And let's talk about Scorsese's MCU opinion too while we're at it 'cause it's now the root of pretty much everything you hear about the MCU. There's not a single person in the cinema industry who isn't asked about it even when they have absolutly no connexion to the MCU.
I think Scorsese was right when he called the MCU a "theme park", however he was incredibly wrong when he said that as if it was a bad thing. I love theme park and I think most of you love it as well because when you go to a theme park you just forget about everything and have fun. I love deep movies, I love getting depressed and angry over them and having them bring back my traumas and question society and humanity but I also love to "rest" and watch something simple from time to time and just chill, just like no matter how much I love gastronomy from time to time I go to fast food because it's easier and you know you're gonna have an easy good time. Simple doesn't mean bad. So yes, the MCU is a theme park, so is Disneyland and yet you have no idea of the amount of details and incredible artistical work a shit tons of people did and still do in it to make it near perfect. Just because it's simple doesn't mean it's poor quality or lazy.
I could spend hours talking about some very smart things about the MCU before Endgame and after. Even now, there's still a lot of very powerful and impactful moments they made with a lot of care, through writing, through acting, through staging. Hell I could write a whole-ass essaie on that simple Loki moment and even explain how incredibly comics accurate it is even if there's nothing like that in the comics and the code they used to make that possible, playing with the 4th wall and things like that.

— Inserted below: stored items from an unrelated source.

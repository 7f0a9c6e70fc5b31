//! Episode assembly: the full generate-then-replay pipeline.
//!
//! Generation is single-threaded, synchronous, and eager: the whole
//! step sequence is built before any playback. Restart means
//! regenerating from a fresh seed; the sequence itself is immutable.

use episode_events::{AgentSnapshot, LedgerSnapshot, StepRecord};
use tracing::{debug, info};

use crate::config::{ConfigError, EpisodeConfig};
use crate::ledger::Ledger;
use crate::policy;
use crate::rng::EpisodeRng;
use crate::roster::{self, Agent};
use crate::terrain::WorldMap;
use crate::voting;

/// One complete deterministic run from seed to final turn.
#[derive(Debug, Clone)]
pub struct Episode {
    pub seed: u64,
    pub map: WorldMap,
    steps: Vec<StepRecord>,
    agents: Vec<Agent>,
    ledger: Ledger,
}

impl Episode {
    pub fn steps(&self) -> &[StepRecord] {
        &self.steps
    }

    /// Pull-based iteration over the pre-built sequence.
    pub fn cursor(&self) -> EpisodeCursor<'_> {
        EpisodeCursor {
            episode: self,
            next: 0,
        }
    }

    /// Final agent states, for display binding.
    pub fn agent_snapshots(&self) -> Vec<AgentSnapshot> {
        self.agents.iter().map(Agent::snapshot).collect()
    }

    /// Final ledger state.
    pub fn ledger_snapshot(&self) -> LedgerSnapshot {
        self.ledger.snapshot()
    }
}

/// Playback cursor. `advance` returns `None` at end of episode.
#[derive(Debug, Clone)]
pub struct EpisodeCursor<'a> {
    episode: &'a Episode,
    next: usize,
}

impl<'a> EpisodeCursor<'a> {
    pub fn advance(&mut self) -> Option<&'a StepRecord> {
        let step = self.episode.steps.get(self.next)?;
        self.next += 1;
        Some(step)
    }
}

/// Day number for a turn: one day per full round of the roster.
pub fn day_of_turn(turn: u32, turns_per_day: u32) -> u32 {
    debug_assert!(turn >= 1 && turns_per_day >= 1);
    (turn - 1) / turns_per_day + 1
}

/// Generate a full episode from a seed and configuration.
///
/// Fails fast on configuration violations; everything after validation
/// is a pure function of `(seed, config)`.
pub fn generate_episode(seed: u64, config: &EpisodeConfig) -> Result<Episode, ConfigError> {
    config.validate()?;

    let mut rng = EpisodeRng::new(seed);
    info!(seed, turns = config.simulation.turns, "generating episode");

    // The traitor draw is the first PRNG consumption, then the map.
    let base = crate::terrain::LevelSpec::for_level(episode_events::Level::Ground)
        .base
        .expect("ground level always has a base");
    let mut agents = roster::create_roster(&config.agents.names, base, &mut rng);
    let map = WorldMap::generate(&mut rng);
    let mut ledger = Ledger::new();

    let turns_per_day = agents.len() as u32;
    let mut steps = Vec::new();

    for turn in 1..=config.simulation.turns {
        let day = day_of_turn(turn, turns_per_day);

        if voting::should_trigger(turn, &config.simulation) {
            debug!(turn, day, "voting phase triggered");
            steps.extend(voting::run_phase(&mut agents, day, config, &mut rng));
        }

        for actor in 0..agents.len() {
            if !agents[actor].alive {
                continue;
            }
            let candidates =
                policy::build_candidates(&agents, actor, &map, &ledger, turn, config, &mut rng);
            let chosen = policy::select(&candidates, &mut rng).clone();
            let fragment =
                policy::execute(&chosen, &mut agents, actor, &map, &mut ledger, &mut rng);

            agents[actor].energy = (agents[actor].energy + fragment.energy_delta).clamp(0, 100);
            if fragment.ship_delta != 0.0 {
                ledger.apply_ship_delta(fragment.ship_delta);
            }

            steps.push(StepRecord {
                turn,
                day,
                agent: agents[actor].id.clone(),
                action: fragment.action,
                target: fragment.target,
                reasoning: fragment.reasoning,
                dialogue: fragment.dialogue,
                energy_delta: fragment.energy_delta,
                reward: fragment.reward,
                movement: fragment.movement,
                ship_delta: fragment.ship_delta,
                voting_phase: false,
            });
        }
    }

    info!(
        steps = steps.len(),
        ship_progress = ledger.overall_progress(),
        survivors = agents.iter().filter(|a| a.alive).count(),
        "episode complete"
    );

    Ok(Episode {
        seed,
        map,
        steps,
        agents,
        ledger,
    })
}
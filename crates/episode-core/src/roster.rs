//! Agent roster: identity, role assignment, mutable per-agent state.

use std::collections::BTreeMap;

use episode_events::{AgentSnapshot, Position, ResourceKind};
use tracing::info;

use crate::rng::EpisodeRng;

/// Poison stock the traitor starts with.
const TRAITOR_POISON_STOCK: u32 = 2;

/// Exactly one agent per episode is the traitor; everyone else is a
/// colonist.
#[derive(Debug, Clone, Copy, PartialEq, Eq)]
pub enum Role {
    Colonist,
    Traitor,
}

impl Role {
    pub fn as_str(self) -> &'static str {
        match self {
            Role::Colonist => "colonist",
            Role::Traitor => "traitor",
        }
    }
}

/// One island inhabitant. Created at episode start; mutated only by the
/// action policy engine and the voting phase generator.
#[derive(Debug, Clone)]
pub struct Agent {
    pub id: String,
    pub name: String,
    pub role: Role,
    pub x: i32,
    pub y: i32,
    /// Where the agent is headed; the presentation layer interpolates
    /// between position and target, the generator commits both.
    pub target_x: i32,
    pub target_y: i32,
    /// Bounded to [0, 100].
    pub energy: i32,
    pub inventory: BTreeMap<ResourceKind, u32>,
    pub alive: bool,
}

impl Agent {
    pub fn stock(&self, kind: ResourceKind) -> u32 {
        self.inventory.get(&kind).copied().unwrap_or(0)
    }

    pub fn add_stock(&mut self, kind: ResourceKind, amount: u32) {
        *self.inventory.entry(kind).or_insert(0) += amount;
    }

    /// Remove up to `amount`, flooring at zero is a caller bug here:
    /// personal inventory may never go negative.
    pub fn remove_stock(&mut self, kind: ResourceKind, amount: u32) {
        let entry = self.inventory.entry(kind).or_insert(0);
        debug_assert!(*entry >= amount, "inventory underflow for {kind}");
        *entry = entry.saturating_sub(amount);
    }

    pub fn holds_anything(&self) -> bool {
        self.inventory.values().any(|&n| n > 0)
    }

    pub fn snapshot(&self) -> AgentSnapshot {
        AgentSnapshot {
            id: self.id.clone(),
            name: self.name.clone(),
            role: self.role.as_str().to_string(),
            energy: self.energy,
            inventory: self
                .inventory
                .iter()
                .filter(|(_, &n)| n > 0)
                .map(|(&k, &n)| (k, n))
                .collect(),
            alive: self.alive,
            position: Position {
                x: self.x,
                y: self.y,
            },
        }
    }
}

/// Build the roster from the configured names, spawn everyone clustered
/// around the base, and draw the single traitor.
///
/// The traitor draw is the first PRNG consumption of the episode, so
/// the assigned index can be verified by hand from the seed alone.
pub fn create_roster(names: &[String], base: (i32, i32), rng: &mut EpisodeRng) -> Vec<Agent> {
    let traitor_index = rng.draw(0, names.len() as i32) as usize;

    let agents: Vec<Agent> = names
        .iter()
        .enumerate()
        .map(|(i, name)| {
            let role = if i == traitor_index {
                Role::Traitor
            } else {
                Role::Colonist
            };
            let x = base.0 + (i as i32 % 3) - 1;
            let y = base.1 + i as i32 / 3;
            let mut inventory = BTreeMap::new();
            if role == Role::Traitor {
                inventory.insert(ResourceKind::Poison, TRAITOR_POISON_STOCK);
            }
            Agent {
                id: name.to_lowercase(),
                name: name.clone(),
                role,
                x,
                y,
                target_x: x,
                target_y: y,
                energy: 100,
                inventory,
                alive: true,
            }
        })
        .collect();

    let traitor = &agents[traitor_index];
    info!(traitor = %traitor.id, roster = agents.len(), "roster created");

    agents
}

I mean, the MCU has the power to make you cry or feel tense through a simple lack of music in a logo intro.
Art doesn't have to be perfect and good to be Art, it's a Supremacist take to think otherwise. Your kid drawing stickmen of you is objectively "bad" compared to what pro can do but it's still Art and it still brings you emotions because Art is about communication, it's about having something to tell and while it's not deep the MCU does tell stories and does make you feel excited, angry, sad, curious etc... Art is personal, that's why you can't fucking define it, because it's personal.
And yes, the MCU is far from perfect, I have A LOT of problem with it but I still think most haters take are of very bad faith or just pointing the wrong problem.
Let's talk about Hulk for a moment and not even because I'm a fan of it (though it helps) but because it's the biggest exemple of what I mean.
I LOVE the Incredible Hulk movie, it's on my top 5 all time favorite movie even with its problem and I think it's a very great interpretation of Bruce and Hulk. Leterrier did very great given the absolute chaotic shit he had to face for that movie. For exemple, I love how Hulk is "hidden" in the beginning of the movie when he's presented as a threat to the viewers and reveal himself once you understand he's the "good guy". It's a very simple horror code that works very well here.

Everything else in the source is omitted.